Records contained in a dataset
------------------------------

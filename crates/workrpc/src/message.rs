//! # Protocol Messages
//!
//! Defines the envelope the controller sends and the messages the worker sends
//! back.
//!
//! ## Invariants
//! - **Exhaustive**: every request kind is a variant of [`Request`]; the
//!   dispatcher matches on it without a fallback arm.
//! - **Owned payloads**: envelopes own their arguments, so buffers inside them
//!   are moved across the boundary, never shared.

use crate::error::Failure;
use crate::family::Family;
use crate::id::CorrelationId;
use crate::id::ObjectId;

/// Discriminant of a request, kept by the ledger to validate replies.
#[derive(Copy, Clone, Debug, PartialEq, Eq, Hash)]
pub enum RequestKind {
    Create,
    Generic,
    Transfer,
    Delete,
}

impl std::fmt::Display for RequestKind {
    fn fmt(&self, f: &mut std::fmt::Formatter<'_>) -> std::fmt::Result {
        let name = match self {
            Self::Create => "create",
            Self::Generic => "generic",
            Self::Transfer => "transfer",
            Self::Delete => "delete",
        };
        f.write_str(name)
    }
}

/// A request for the worker.
pub enum Request<F: Family> {
    /// Build a new remote object. The identifier is minted on success.
    Create { args: F::Args },
    /// Invoke an operation on an existing object.
    ///
    /// `with_progress` is set when the controller holds a progress sink for
    /// this request; the worker only sends progress messages when it is.
    Generic {
        id: ObjectId,
        op: F::Op,
        with_progress: bool,
    },
    /// Hand the object's contents back and end its worker-side lifetime.
    Transfer { id: ObjectId },
    /// Destroy the object without returning its contents.
    Delete { id: ObjectId },
}

impl<F: Family> Request<F> {
    pub fn kind(&self) -> RequestKind {
        match self {
            Self::Create { .. } => RequestKind::Create,
            Self::Generic { .. } => RequestKind::Generic,
            Self::Transfer { .. } => RequestKind::Transfer,
            Self::Delete { .. } => RequestKind::Delete,
        }
    }
}

/// A request tagged with its correlation id.
pub struct Envelope<F: Family> {
    pub seq: CorrelationId,
    pub request: Request<F>,
}

/// Successful terminal result, one variant per request kind.
pub enum Outcome<F: Family> {
    Created(ObjectId),
    Applied(F::Output),
    Transferred(F::Contents),
    Deleted,
}

impl<F: Family> Outcome<F> {
    pub fn kind(&self) -> RequestKind {
        match self {
            Self::Created(_) => RequestKind::Create,
            Self::Applied(_) => RequestKind::Generic,
            Self::Transferred(_) => RequestKind::Transfer,
            Self::Deleted => RequestKind::Delete,
        }
    }
}

/// A message from the worker to the controller.
pub enum Message<F: Family> {
    /// Intermediate progress for an in-flight generic request.
    Progress { seq: CorrelationId, value: u64 },
    /// The single terminal reply for a request.
    Reply {
        seq: CorrelationId,
        status: Result<Outcome<F>, Failure>,
    },
}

------------------------------

Reproduce all the data precisely, word for word.

▸ YOUR SOLUTION:
filename crates/workrpc/src/message.rs
//! # Protocol Messages
//!
//! Defines the envelope the controller sends and the messages the worker sends
//! back.
//!
//! ## Invariants
//! - **Exhaustive**: every request kind is a variant of [`Request`]; the
//!   dispatcher matches on it without a fallback arm.
//! - **Owned payloads**: envelopes own their arguments, so buffers inside them
//!   are moved across the boundary, never shared.

use crate::error::Failure;
use crate::family::Family;
use crate::id::CorrelationId;
use crate::id::ObjectId;

/// Discriminant of a request, kept by the ledger to validate replies.
#[derive(Copy, Clone, Debug, PartialEq, Eq, Hash)]
pub enum RequestKind {
    Create,
    Generic,
    Transfer,
    Delete,
}

impl std::fmt::Display for RequestKind {
    fn fmt(&self, f: &mut std::fmt::Formatter<'_>) -> std::fmt::Result {
        let name = match self {
            Self::Create => "create",
            Self::Generic => "generic",
            Self::Transfer => "transfer",
            Self::Delete => "delete",
        };
        f.write_str(name)
    }
}

/// A request for the worker.
pub enum Request<F: Family> {
    /// Build a new remote object. The identifier is minted on success.
    Create { args: F::Args },
    /// Invoke an operation on an existing object.
    ///
    /// `with_progress` is set when the controller holds a progress sink for
    /// this request; the worker only sends progress messages when it is.
    Generic {
        id: ObjectId,
        op: F::Op,
        with_progress: bool,
    },
    /// Hand the object's contents back and end its worker-side lifetime.
    Transfer { id: ObjectId },
    /// Destroy the object without returning its contents.
    Delete { id: ObjectId },
}

impl<F: Family> Request<F> {
    pub fn kind(&self) -> RequestKind {
        match self {
            Self::Create { .. } => RequestKind::Create,
            Self::Generic { .. } => RequestKind::Generic,
            Self::Transfer { .. } => RequestKind::Transfer,
            Self::Delete { .. } => RequestKind::Delete,
        }
    }
}

/// A request tagged with its correlation id.
pub struct Envelope<F: Family> {
    pub seq: CorrelationId,
    pub request: Request<F>,
}

/// Successful terminal result, one variant per request kind.
pub enum Outcome<F: Family> {
    Created(ObjectId),
    Applied(F::Output),
    Transferred(F::Contents),
    Deleted,
}

impl<F: Family> Outcome<F> {
    pub fn kind(&self) -> RequestKind {
        match self {
            Self::Created(_) => RequestKind::Create,
            Self::Applied(_) => RequestKind::Generic,
            Self::Transferred(_) => RequestKind::Transfer,
            Self::Deleted => RequestKind::Delete,
        }
    }
}

/// A message from the worker to the controller.
pub enum Message<F: Family> {
    /// Intermediate progress for an in-flight generic request.
    Progress { seq: CorrelationId, value: u64 },
    /// The single terminal reply for a request.
    Reply {
        seq: CorrelationId,
        status: Result<Outcome<F>, Failure>,
    },
}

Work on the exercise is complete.